Work out the count of lines in the listing below that include "false". Give that count alone.

> Input material
--------------------
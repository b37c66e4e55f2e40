//! Scenario tests for options normalization through the public API.

use std::path::PathBuf;
use std::time::Duration;

use gangway::{Credential, ConnectionOptions, PrivateKey, Protocol, ServerConfig};

#[test]
fn ftp_scenario_applies_all_defaults() {
    // {scheme: ftp, host: h, user: u, pass: p, path: /www, port: unset}
    let config = ServerConfig {
        scheme: Some("ftp".to_string()),
        host: Some("h".to_string()),
        user: Some("u".to_string()),
        pass: Some("p".to_string()),
        path: Some("/www".to_string()),
        ..ServerConfig::default()
    };

    let protocol = Protocol::from_config(&config).unwrap();
    let options = ConnectionOptions::normalize(&config, protocol).unwrap();

    assert!(options.passive);
    assert!(!options.tls);
    assert_eq!(options.port, 21);
    assert_eq!(options.timeout, Duration::from_secs(30));
    assert_eq!(options.root, PathBuf::from("/www"));
    assert_eq!(options.username, "u");
    assert_eq!(options.password.as_deref(), Some("p"));
}

#[test]
fn octal_permission_strings_reach_the_transport_as_numbers() {
    let config = ServerConfig {
        scheme: Some("sftp".to_string()),
        host: Some("h".to_string()),
        user: Some("u".to_string()),
        pass: Some("p".to_string()),
        path: Some("/www".to_string()),
        perm_public: Some("0644".to_string()),
        directory_perm: Some("0755".to_string()),
        ..ServerConfig::default()
    };

    let options = ConnectionOptions::normalize(&config, Protocol::Sftp).unwrap();
    assert_eq!(options.perm_public, Some(420));
    assert_eq!(options.directory_perm, Some(493));
}

#[test]
fn key_and_password_together_demote_password_to_passphrase() {
    let key_file = tempfile::NamedTempFile::new().unwrap();

    let credential = gangway::resolve_credential(
        Some(key_file.path().to_str().unwrap()),
        Some("also-a-passphrase"),
    )
    .unwrap();

    match credential {
        Credential::Key { key, passphrase } => {
            assert_eq!(key, PrivateKey::File(key_file.path().to_path_buf()));
            // The password never travels as an independent credential.
            assert_eq!(passphrase.as_deref(), Some("also-a-passphrase"));
        }
        Credential::Password(_) => {
            panic!("password must not be selected when a key is resolved")
        }
    }
}

#[test]
fn normalization_is_independent_across_calls() {
    let config = ServerConfig {
        scheme: Some("ftp".to_string()),
        host: Some("h".to_string()),
        user: Some("u".to_string()),
        pass: Some("p".to_string()),
        path: Some("/www".to_string()),
        permissions: Some("0644".to_string()),
        visibility: Some("public".to_string()),
        ..ServerConfig::default()
    };

    let first = ConnectionOptions::normalize(&config, Protocol::Ftp { tls: false }).unwrap();
    let second = ConnectionOptions::normalize(&config, Protocol::Ftp { tls: false }).unwrap();

    // The merge writes into the derived options, never back into the input,
    // so repeated normalization sees identical state.
    assert_eq!(first, second);
    assert_eq!(config.perm_public, None);
    assert_eq!(first.perm_public, Some(0o644));
}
--------------------
> Completed task
2